Neither had been done before Madam Ramasamy Krishnama, 83, went unresponsive while being transferred to Mount Elizabeth Novena hospital on the evening of July 8 last year.

Shortly after being moved from her Tan Tock Seng Hospital bed to an adjacent trolley and put on a portable ventilator, her level of oxygen saturation became "unrecordable" because a transfer team had failed to turn on an oxygen tank that was supplying the ventilator.

But the team first checked for other problems, as they assumed the tank had been switched on after hearing a gushing sound when the two pieces of equipment were connected.

Three to four minutes had passed before they realised this and flipped the switch.

Madam Ramasamy's condition did not improve even after the ventilator was turned to the maximum setting. She was moved back to her bed, where cardiopulmonary resuscitation was unsuccessfully attempted on her.
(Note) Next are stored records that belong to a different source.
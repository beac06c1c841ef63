//! Clock-driven animation loops
//!
//! Each adapter owns a fresh state record and returns a block that
//!
//! 1. resets the state and starts `clock` when the clock is idle,
//! 2. advances the integrator,
//! 3. stops `clock` once the integrator reports it finished,
//! 4. yields the current position.
//!
//! Because the reset only fires while the clock is stopped, evaluating the
//! node again after it finished restarts the animation from the then-current
//! input.

use kinema_core::{Adaptable, Clock, NodeGraph, NodeId, SpringConfig, TimingConfig, ValueNode};

/// Spring from `value` to `dest` with the default spring configuration
pub fn run_spring(
    graph: &mut NodeGraph,
    clock: Clock,
    value: impl Into<Adaptable>,
    dest: impl Into<Adaptable>,
) -> NodeId {
    run_spring_with(graph, clock, value, dest, SpringConfig::default())
}

/// Spring from `value` to `dest` with a custom configuration
///
/// The target is latched from `dest` whenever the animation (re)starts.
pub fn run_spring_with(
    graph: &mut NodeGraph,
    clock: Clock,
    value: impl Into<Adaptable>,
    dest: impl Into<Adaptable>,
    config: SpringConfig,
) -> NodeId {
    let state = graph.spring_state();
    let to_value = graph.value(0.0);

    let resets = [
        graph.set(state.finished, 0.0),
        graph.set(state.time, 0.0),
        graph.set(state.position, value),
        graph.set(state.velocity, 0.0),
        graph.set(to_value, dest),
    ];
    let integrator = graph.spring(clock, state, to_value, config);

    run_loop(graph, clock, &resets, integrator, state.finished, state.position)
}

/// Timing animation from `value` along `config`
pub fn run_timing(
    graph: &mut NodeGraph,
    clock: Clock,
    value: impl Into<Adaptable>,
    config: TimingConfig,
) -> NodeId {
    let state = graph.timing_state();

    let resets = [
        graph.set(state.finished, 0.0),
        graph.set(state.time, 0.0),
        graph.set(state.position, value),
        graph.set(state.frame_time, 0.0),
    ];
    let integrator = graph.timing(clock, state, config);

    run_loop(graph, clock, &resets, integrator, state.finished, state.position)
}

fn run_loop(
    graph: &mut NodeGraph,
    clock: Clock,
    resets: &[NodeId],
    integrator: NodeId,
    finished: ValueNode,
    position: ValueNode,
) -> NodeId {
    let start = graph.start_clock(clock);
    let restart = graph.block(resets.iter().copied().chain([start]));
    let running = graph.clock_running(clock);
    let idle_check = graph.cond(running, 0.0, restart);

    let stop = graph.stop_clock(clock);
    let stop = graph.debug("stop clock", stop);
    let finish = graph.when(finished, stop);

    graph.block([idle_check, integrator, finish, position.id()])
}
She died from lack of oxygen to the brain later that evening.

On Wednesday, State Coroner Marvin Bay found that the grandmother's death had been caused by a failure to ensure she received sufficient ventilation.

No foul play is suspected.

Coroner Bay said that patients in Madam Ramasamy's situation would be too frail to say or gesture if they were in distress.

"They are therefore utterly dependent on the vigilance of the doctors and nurses of the transfer teams to spot if anything is amiss," he said.